Presidential Thoughts

I met Jimmy Carter before he was elected president. It was the fall of 1976. Carter was running for president as the Democratic Party nominee. I was serving as press secretary to the late Michael J. Adanti, Democratic candidate for Congress from Connecticut’s then 5th District against a formidable Republican incumbent, Ron Sarasin. 


Adanti and I were backstage at a Carter campaign rally in Waterbury, the largest city in the 5th District. We wanted a picture of Adanti with Carter. Something, however, had ticked Carter off. He was in no mood to be reconciled. The photo shoot was nixed. 


Carter went on to win his election. Adanti did not. Carter, 39th president of the United States, died Sunday. He was 100. Adanti served two terms as mayor of Ansonia and 19 years as president of Southern Connecticut State College. He was 65 when he died in 2005 in a traffic accident while on vacation in Sardinia, Italy.



Back in the Saddle: In Patti Davis’ poignant New York Times remembrance of her father Ronald Reagan’s last years suffering from Alzheimer’s and the reverberating discussion surrounding President Joe Biden’s mental capacity, she recalled a day she and her dad went horseback riding when she was young. 


“I had fallen off and was scared to get back on. I wasn’t hurt, it wasn’t a bad fall, and he told me that it’s important to get back on after you fall so that fear doesn’t set in and so that the horse doesn’t sense that you’re scared” (https://www.nytimes.com/2024/12/28/opinion/joe-biden-presidency.html?smid=url-share). 


I had my own experience off suddenly leaving the saddle.

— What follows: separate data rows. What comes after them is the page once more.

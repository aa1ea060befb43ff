use crate::peer::types::IceCandidate;
use log::{debug, LevelFilter};
use std::io::Write;
use webrtc::peer_connection::RTCPeerConnection;

/// Уровень логирования по умолчанию, `RUST_LOG` его перекрывает
fn default_filter() -> &'static str {
    if !crate::config::dev::ENABLE_LOGGING {
        return "off";
    }
    if crate::config::LOGGING_ENABLED {
        "debug"
    } else {
        "warn"
    }
}

/// Логирование с временными метками
pub fn init() {
    let _ = env_logger::Builder::from_env(env_logger::Env::default().default_filter_or(default_filter()))
        .filter_module("webrtc", LevelFilter::Warn)
        .format(|buf, record| {
            writeln!(
                buf,
                "RUST: [{}] [{:<5}] {}",
                chrono::Local::now().format("%Y-%m-%d %H:%M:%S%.3f"),
                record.level(),
                record.args()
            )
        })
        .try_init();
}

/// Печать ICE-candidate при появлении (Trickle-ICE)
pub fn dump_candidate(label: &str, cand: &IceCandidate) {
    debug!(
        "Trickle {label}: candidate={} sdp_mid={:?} sdp_mline_index={:?} username_fragment={:?}",
        cand.candidate, cand.sdp_mid, cand.sdp_mline_index, cand.username_fragment
    );
}

/// Быстрый снимок getStats → выбранная пара
pub async fn dump_selected_pair(pc: &RTCPeerConnection, moment: &str) {
    let stats = pc.get_stats().await;
    for (_, v) in stats.reports {
        if let webrtc::stats::StatsReportType::CandidatePair(pair) = v {
            if pair.nominated {
                debug!(
                    "STATS {moment}: {}:{}  type: {:?}  bytes={}/{} state={:?}",
                    pair.local_candidate_id,
                    pair.remote_candidate_id,
                    pair.stats_type,
                    pair.bytes_sent,
                    pair.bytes_received,
                    pair.state
                );
            }
        }
    }
}
use crate::error::CallError;
use crate::utils::random_id;
use async_trait::async_trait;
use log::debug;
use std::fmt;
use std::sync::atomic::{AtomicBool, Ordering};
use std::sync::Arc;
use webrtc::api::media_engine::MIME_TYPE_OPUS;
use webrtc::rtp_transceiver::rtp_codec::RTCRtpCodecCapability;
use webrtc::track::track_local::track_local_static_sample::TrackLocalStaticSample;
use webrtc::track::track_local::TrackLocal;

/// Захваченный локальный аудиотрек. Пока он live, микрофон занят.
pub struct LocalAudioTrack {
    id: String,
    live: AtomicBool,
    rtp: Option<Arc<TrackLocalStaticSample>>,
}

impl LocalAudioTrack {
    /// Трек без RTP-приёмника (для тестов и loopback)
    pub fn detached(id: impl Into<String>) -> Self {
        Self {
            id: id.into(),
            live: AtomicBool::new(true),
            rtp: None,
        }
    }

    pub fn with_rtp(rtp: Arc<TrackLocalStaticSample>) -> Self {
        Self {
            id: rtp.id().to_string(),
            live: AtomicBool::new(true),
            rtp: Some(rtp),
        }
    }

    pub fn id(&self) -> &str {
        &self.id
    }

    pub fn rtp(&self) -> Option<Arc<TrackLocalStaticSample>> {
        self.rtp.clone()
    }

    pub fn is_live(&self) -> bool {
        self.live.load(Ordering::Acquire)
    }

    /// Останавливает трек и отпускает устройство
    pub fn stop(&self) {
        if self.live.swap(false, Ordering::AcqRel) {
            debug!("Local audio track {} stopped", self.id);
        }
    }
}

impl fmt::Debug for LocalAudioTrack {
    fn fmt(&self, f: &mut fmt::Formatter<'_>) -> fmt::Result {
        f.debug_struct("LocalAudioTrack")
            .field("id", &self.id)
            .field("live", &self.is_live())
            .field("rtp", &self.rtp.is_some())
            .finish()
    }
}

/// Источник аудиотреков (микрофон)
#[async_trait]
pub trait MediaCapture: Send + Sync {
    async fn acquire_audio(&self) -> Result<Vec<Arc<LocalAudioTrack>>, CallError>;
}

/// Микрофон в виде Opus-трека; сэмплы в него пишет внешний источник звука
#[derive(Debug, Default)]
pub struct OpusMicrophone;

#[async_trait]
impl MediaCapture for OpusMicrophone {
    async fn acquire_audio(&self) -> Result<Vec<Arc<LocalAudioTrack>>, CallError> {
        let stream_id = format!("callin-{}", random_id());
        let rtp = Arc::new(TrackLocalStaticSample::new(
            RTCRtpCodecCapability {
                mime_type: MIME_TYPE_OPUS.to_owned(),
                clock_rate: 48000,
                channels: 2,
                ..Default::default()
            },
            format!("audio-{}", random_id()),
            stream_id,
        ));
        debug!("Acquired Opus microphone track {}", rtp.id());
        Ok(vec![Arc::new(LocalAudioTrack::with_rtp(rtp))])
    }
}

When we were 16, two summer camp friends and I went horseback riding in Brooklyn’s Prospect Park. We had never ridden before. Our guide cautioned to keep a tight rein on our horses, to keep them to the right of the trail. But no matter how hard I tugged at the reins, my horse kept drifting to the left.


When we reached the midway point, my horse decided to entertain everyone by doing his impression of a camel. He folded his legs and started to crouch down. I’d seen this maneuver in too many westerns; I knew the next move would be to roll over and crush my leg, so I jumped out of the saddle, screaming.


To the rescue rode the guide, who proceeded to whip the horse with a burlap rope for a minute or so before telling me to get back on. I told him I didn’t think that was a good idea as the horse would think I was the one who whipped him. When it appeared the guide was getting ready to whip me, I jumped back onto the saddle. The ride back to the stable was mostly uneventful, except for the time the horse purposely carried me under a low hanging tree limb, forcing me to bend tight to his neck like a jockey in a stretch run.


I’ve saddled up only one more time, during a visit to Arizona about 30 years ago. But I did drive a Mustang for a couple of years when in college. Does that count as an equine experience?